Although trading under the same rules as mutual funds, hedge funds use different trading strategies and are not subject to the liquidity, diversification and senior security coverage requirements imposed on registered investment companies. They also impose restrictive investment, leverage and redemption limitations that may be responsible in part for the growth of the funds. Their fee structure - a performance fee (often as much as 20 percent) in addition to a 1-2 percent management fee - tends to raise eyebrows, particularly as returns slow and merely track the stock market. To cite popular lingo, a hedge fund is a "compensation scheme masquerading as an asset class." As an aside, one should not forget that mutual funds can follow strategies similar to hedge funds (though there are some liquidity restrictions) so long as the mutual fund sets out its strategy in its prospectus and sticks with it. In fact, several tried this in the mid-1990s but were accused of "style-drift" and suffered accordingly.

While I'm on the subject of mutual funds as compared to hedge funds, I'd like to spend a moment exploring funds of hedge funds. Funds of hedge funds account for some 45 percent of hedge-fund assets, up from 19 percent in 2000, and 60 percent of outflows. As a mutual fund, they provide the easiest and greatest access to hedge funds for the average retail investor. Investors pay handsomely for this balance of privilege and protection. Because barriers to entry are minimal, some argue that a lot of capital has gone to average or below-average money managers. In response to this structure, according to a recent Morgan Stanley poll, 71 percent of endowment funds were keen to invest directly in hedge funds instead of funds of hedge funds, avoiding the double layer of fees but losing the protection provided by the regulatory regime applicable to the mutual fund.

For the remaining unsophisticated investors, securities industry expert Robert Pozen argues for several safeguards. In a recent Wall Street Journal editorial, he suggested that every fund of hedge funds should provide investors with a standardized chart on its annual performance (with and without fees) as well as a detailed comparison of the performance and fees for each of the hedge funds held by the fund of hedge funds. Plus, investors should be informed about the professional qualifications and any material conflicts of interest of the fund of hedge funds managers as well as the investment strategies and redemption restrictions on the underlying hedge funds. Do the suggested measures reach the appropriate regulatory balance?

Despite all of these concerns, hedge funds can make our markets more efficient by using leverage and trading spreads between asset classes as well as creating competitive capital alternatives to investment banking firms and even private equity firms, as we've discussed.

The new SEC rules, slated to go into effect in February require funds larger than $25 million and with more than 15 investors to file as registered investment advisors. The rules affect funds with a lock up of under two years and require appointment of chief compliance officers.

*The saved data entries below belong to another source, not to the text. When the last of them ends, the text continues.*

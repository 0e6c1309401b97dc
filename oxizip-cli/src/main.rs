//! OxiZip CLI - single-shot zlib inflate/deflate over whole files.

mod commands;
mod utils;

use clap::{Parser, Subcommand};
use commands::{cmd_deflate, cmd_inflate, cmd_info, cmd_pack, cmd_resource};
use std::path::PathBuf;
use tracing_subscriber::{EnvFilter, layer::SubscriberExt, util::SubscriberInitExt};

#[derive(Parser)]
#[command(name = "oxizip")]
#[command(author, version, about = "Single-shot zlib compression for fixed-size buffers")]
#[command(long_about = "
OxiZip compresses and decompresses whole files in one call each.
Decompression needs the exact decompressed size up front.

Examples:
  oxizip deflate a.txt b.txt -o out/
  oxizip inflate a.txt.zz --size 1024
  oxizip info a.txt.zz --json
  oxizip pack Object.class -o Object.class.res
  oxizip resource Object.class.res --size 1024
")]
struct Cli {
    /// Log driver activity (overridden by RUST_LOG)
    #[arg(short, long, global = true)]
    verbose: bool,

    #[command(subcommand)]
    command: Commands,
}

#[derive(Subcommand)]
enum Commands {
    /// Compress files into zlib streams (<name>.zz)
    #[command(alias = "d")]
    Deflate {
        /// Files to compress
        #[arg(required = true)]
        files: Vec<PathBuf>,

        /// Output directory (defaults to each file's directory)
        #[arg(short, long)]
        output: Option<PathBuf>,

        /// Output buffer size in bytes (defaults to the worst-case bound)
        #[arg(short, long)]
        capacity: Option<usize>,

        /// Hide the progress bar
        #[arg(short, long)]
        quiet: bool,
    },

    /// Decompress a zlib stream of known decompressed size
    #[command(alias = "x")]
    Inflate {
        /// Compressed file
        file: PathBuf,

        /// Exact decompressed size in bytes
        #[arg(short, long)]
        size: usize,

        /// Output file (defaults to the input name without .zz)
        #[arg(short, long)]
        output: Option<PathBuf>,
    },

    /// Show the zlib header of a compressed file
    #[command(alias = "i")]
    Info {
        /// Compressed file
        file: PathBuf,

        /// Output as JSON (machine-readable)
        #[arg(short, long)]
        json: bool,
    },

    /// Wrap a file in a "zip" compressed-resource layer
    Pack {
        /// File to pack
        file: PathBuf,

        /// Output file (defaults to <name>.res)
        #[arg(short, long)]
        output: Option<PathBuf>,

        /// Write big-endian header fields
        #[arg(long)]
        big_endian: bool,
    },

    /// Strip compressed-resource layers from a file
    Resource {
        /// Compressed resource
        file: PathBuf,

        /// Exact size of the fully decompressed resource
        #[arg(short, long)]
        size: u64,

        /// String table holding decompressor names (defaults to "zip" at offset 0)
        #[arg(short, long)]
        names: Option<PathBuf>,

        /// Read big-endian header fields
        #[arg(long)]
        big_endian: bool,

        /// Output file (defaults to the input name without .res)
        #[arg(short, long)]
        output: Option<PathBuf>,
    },
}

fn init_tracing(verbose: bool) {
    let default = if verbose {
        "oxizip_cli=debug,oxizip_flate=debug,oxizip_resource=debug"
    } else {
        "oxizip_cli=info,oxizip_flate=warn,oxizip_resource=warn"
    };

    tracing_subscriber::registry()
        .with(EnvFilter::try_from_default_env().unwrap_or_else(|_| default.into()))
        .with(tracing_subscriber::fmt::layer().with_writer(std::io::stderr))
        .init();
}

fn main() {
    let cli = Cli::parse();
    init_tracing(cli.verbose);

    let result = match cli.command {
        Commands::Deflate {
            files,
            output,
            capacity,
            quiet,
        } => cmd_deflate(&files, output.as_deref(), capacity, !quiet),
        Commands::Inflate { file, size, output } => cmd_inflate(&file, size, output.as_deref()),
        Commands::Info { file, json } => cmd_info(&file, json),
        Commands::Pack {
            file,
            output,
            big_endian,
        } => cmd_pack(&file, output.as_deref(), big_endian),
        Commands::Resource {
            file,
            size,
            names,
            big_endian,
            output,
        } => cmd_resource(&file, size, names.as_deref(), big_endian, output.as_deref()),
    };

    if let Err(e) = result {
        eprintln!("Error: {}", e);
        std::process::exit(1);
    }
}
//! Single-shot inflate into a buffer of exactly known size.
//!
//! The caller declares the decompressed size by the length of the output
//! slice. Decompression succeeds only if the stream ends having produced
//! exactly that many bytes; every other outcome is an error.

use crate::engine::FlateDecoder;
use crate::{check_len, cursor};
use oxizip_core::config::InflateParams;
use oxizip_core::error::{OxiZipError, Result, Stage};
use oxizip_core::traits::{DecompressEngine, EngineFault, FlushMode, StreamStatus};
use tracing::{debug, trace, warn};

/// Decompress a complete zlib stream into `output`.
///
/// `output.len()` is the exact expected decompressed size.
///
/// # Example
///
/// ```
/// use oxizip_flate::{deflate, inflate};
///
/// let data = b"hello hello hello";
/// let mut compressed = [0u8; 64];
/// let len = deflate(&mut compressed, data).unwrap();
///
/// let mut plain = [0u8; 17];
/// inflate(&mut plain, &compressed[..len]).unwrap();
/// assert_eq!(&plain, data);
/// ```
pub fn inflate(output: &mut [u8], input: &[u8]) -> Result<()> {
    inflate_with::<FlateDecoder>(output, input)
}

/// Decompress `input` into a freshly allocated buffer of `size` bytes.
pub fn inflate_to_vec(input: &[u8], size: usize) -> Result<Vec<u8>> {
    let mut output = vec![0u8; size];
    inflate(&mut output, input)?;
    Ok(output)
}

/// [`inflate`] driven by an arbitrary decompression engine.
pub fn inflate_with<E: DecompressEngine>(output: &mut [u8], input: &[u8]) -> Result<()> {
    check_len(input.len(), E::MAX_BUFFER_LEN)?;
    check_len(output.len(), E::MAX_BUFFER_LEN)?;

    let expected = output.len() as u64;
    let mut engine = E::init(&InflateParams::DEFAULT).map_err(|fault| {
        warn!(%fault, "inflate session init failed");
        match fault {
            EngineFault::Memory => OxiZipError::out_of_memory(Stage::InflateInit),
            other => OxiZipError::internal(Stage::InflateInit, other.to_string()),
        }
    })?;

    loop {
        let consumed = cursor(engine.total_in(), input.len());
        let produced = cursor(engine.total_out(), output.len());

        let status = engine
            .step(&input[consumed..], &mut output[produced..], FlushMode::Partial)
            .map_err(|fault| {
                debug!(%fault, total_out = engine.total_out(), "inflate step failed");
                match fault {
                    EngineFault::Data(message) => OxiZipError::corrupted(message),
                    EngineFault::Memory => OxiZipError::out_of_memory(Stage::Inflate),
                    other => OxiZipError::internal(Stage::Inflate, other.to_string()),
                }
            })?;

        trace!(
            ?status,
            total_in = engine.total_in(),
            total_out = engine.total_out(),
            "inflate step"
        );

        let progressed = cursor(engine.total_in(), input.len()) != consumed
            || cursor(engine.total_out(), output.len()) != produced;

        match status {
            StreamStatus::StreamEnd if engine.total_out() == expected => {
                debug!(
                    compressed = engine.total_in(),
                    decompressed = expected,
                    "inflate complete"
                );
                return Ok(());
            }
            StreamStatus::StreamEnd => {
                debug!(
                    expected,
                    produced = engine.total_out(),
                    "stream ended at the wrong size"
                );
                return Err(OxiZipError::unexpected_end(expected, engine.total_out()));
            }
            // The engine may hold decoded bytes after swallowing the last of
            // the input, so keep stepping for as long as anything moves.
            StreamStatus::Ok if progressed => {}
            StreamStatus::Ok | StreamStatus::BufError => {
                // Full output without stream end means more data than declared,
                // whether or not the engine has already taken all the input.
                if !output.is_empty() && cursor(engine.total_out(), output.len()) == output.len() {
                    debug!(
                        expected,
                        consumed = engine.total_in(),
                        "output full before end of stream"
                    );
                    return Err(OxiZipError::internal(
                        Stage::Inflate,
                        "output buffer full before end of stream",
                    ));
                }
                if cursor(engine.total_in(), input.len()) >= input.len() {
                    debug!(
                        expected,
                        produced = engine.total_out(),
                        "input exhausted before end of stream"
                    );
                    return Err(OxiZipError::unexpected_end(expected, engine.total_out()));
                }
                return Err(OxiZipError::internal(
                    Stage::Inflate,
                    "no progress possible",
                ));
            }
        }
    }
}
//! Resource decompressors and the registry that resolves them by name.

use crate::header::{Endian, RESOURCE_HEADER_LEN, ResourceHeader};
use crate::strings::StringTable;
use oxizip_core::error::{OxiZipError, Result};
use oxizip_flate::{deflate_to_vec, inflate_to_vec};
use std::borrow::Cow;
use std::sync::{Arc, OnceLock};
use tracing::debug;

/// A decompressor for one compressed-resource layer.
pub trait ResourceDecompressor: Send + Sync {
    /// Name stored in the string table and referenced by headers.
    fn name(&self) -> &str;

    /// Decompress the payload that follows `header`.
    fn decompress(&self, payload: &[u8], header: &ResourceHeader) -> Result<Vec<u8>>;
}

/// The "zip" decompressor: payload is one zlib stream whose decompressed
/// length is exactly `uncompressed_size`.
#[derive(Debug, Clone, Copy, Default)]
pub struct ZipDecompressor;

impl ZipDecompressor {
    /// Registry name.
    pub const NAME: &'static str = "zip";

    /// Compress `data` into a resource layer.
    ///
    /// The layer is marked terminal unless `data` is itself a compressed
    /// resource.
    pub fn compress(data: &[u8], name_offset: u32, endian: Endian) -> Result<Vec<u8>> {
        let payload = deflate_to_vec(data)?;
        let is_terminal = ResourceHeader::read(data, endian)?.is_none();
        let header = ResourceHeader {
            is_terminal: u8::from(is_terminal),
            ..ResourceHeader::new(payload.len() as u64, data.len() as u64, name_offset)
        };

        let mut out = Vec::with_capacity(RESOURCE_HEADER_LEN + payload.len());
        out.extend_from_slice(&header.write(endian));
        out.extend_from_slice(&payload);
        Ok(out)
    }
}

impl ResourceDecompressor for ZipDecompressor {
    fn name(&self) -> &str {
        Self::NAME
    }

    fn decompress(&self, payload: &[u8], header: &ResourceHeader) -> Result<Vec<u8>> {
        let size = usize::try_from(header.uncompressed_size).map_err(|_| {
            OxiZipError::invalid_resource_header(format!(
                "uncompressed size {} exceeds address space",
                header.uncompressed_size
            ))
        })?;
        inflate_to_vec(payload, size)
    }
}

/// Registry of resource decompressors.
#[derive(Clone, Default)]
pub struct Decompressors {
    decompressors: Vec<Arc<dyn ResourceDecompressor>>,
}

impl Decompressors {
    /// An empty registry.
    pub fn new() -> Self {
        Self::default()
    }

    /// A registry holding the built-in decompressors.
    pub fn with_defaults() -> Self {
        let mut registry = Self::new();
        registry.register(Arc::new(ZipDecompressor));
        registry
    }

    /// Process-wide registry of built-in decompressors.
    pub fn global() -> &'static Self {
        static INSTANCE: OnceLock<Decompressors> = OnceLock::new();
        INSTANCE.get_or_init(Self::with_defaults)
    }

    /// Add a decompressor. A later registration shadows an earlier one of
    /// the same name.
    pub fn register(&mut self, decompressor: Arc<dyn ResourceDecompressor>) {
        self.decompressors.insert(0, decompressor);
    }

    /// Look up a decompressor by name.
    pub fn get(&self, name: &str) -> Option<Arc<dyn ResourceDecompressor>> {
        self.decompressors
            .iter()
            .find(|d| d.name() == name)
            .map(Arc::clone)
    }

    /// Names of all registered decompressors.
    pub fn names(&self) -> Vec<&str> {
        self.decompressors.iter().map(|d| d.name()).collect()
    }

    /// Strip compression layers from `data` until no header remains.
    ///
    /// Each layer names its decompressor through `strings`. The fully
    /// decompressed resource must be exactly `expected_size` bytes.
    pub fn decompress_resource(
        &self,
        data: &[u8],
        expected_size: u64,
        strings: &StringTable,
        endian: Endian,
    ) -> Result<Vec<u8>> {
        let mut current = Cow::Borrowed(data);
        let mut layers = 0usize;

        while let Some(header) = ResourceHeader::read(&current, endian)? {
            let name = strings.get(header.decompressor_name_offset)?;
            let decompressor = self
                .get(name)
                .ok_or_else(|| OxiZipError::unknown_decompressor(name))?;

            let end = usize::try_from(header.size)
                .ok()
                .and_then(|size| size.checked_add(RESOURCE_HEADER_LEN))
                .filter(|&end| end <= current.len())
                .ok_or_else(|| {
                    OxiZipError::invalid_resource_header(format!(
                        "payload of {} bytes overruns {}-byte resource",
                        header.size,
                        current.len()
                    ))
                })?;

            let decompressed = decompressor.decompress(&current[RESOURCE_HEADER_LEN..end], &header)?;
            if decompressed.len() as u64 != header.uncompressed_size {
                return Err(OxiZipError::resource_size_mismatch(
                    header.uncompressed_size,
                    decompressed.len() as u64,
                ));
            }

            layers += 1;
            debug!(
                decompressor = name,
                compressed = header.size,
                decompressed = header.uncompressed_size,
                layer = layers,
                "resource layer decompressed"
            );
            current = Cow::Owned(decompressed);
        }

        if current.len() as u64 != expected_size {
            return Err(OxiZipError::resource_size_mismatch(
                expected_size,
                current.len() as u64,
            ));
        }
        Ok(current.into_owned())
    }
}

impl std::fmt::Debug for Decompressors {
    fn fmt(&self, f: &mut std::fmt::Formatter<'_>) -> std::fmt::Result {
        f.debug_struct("Decompressors")
            .field("names", &self.names())
            .finish()
    }
}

The Commission pursued registration only after an in-depth study of the available information on hedge funds conducted through a staff study and Commission roundtable. The trends uncovered during the staff's analysis of hedge funds raise the same concerns worldwide about the risk associated with these funds, including the rapid growth of an opaque industry for which no government agency has reliable data, the potential for systemic risk to the markets due to hedge funds' influence, broader investor exposure (both retail and pension/retirement fund), their fee structure, the absence of uniform performance reporting and valuation-not to mention disclosure and transparency generally, and the growth in hedge fund fraud. If the regulator can't tell what's going on in the industry, how is the investor supposed to do so? Compounded by the lack of available data and transparency, the inability to examine hedge fund advisers makes it difficult to uncover fraud and other misconduct.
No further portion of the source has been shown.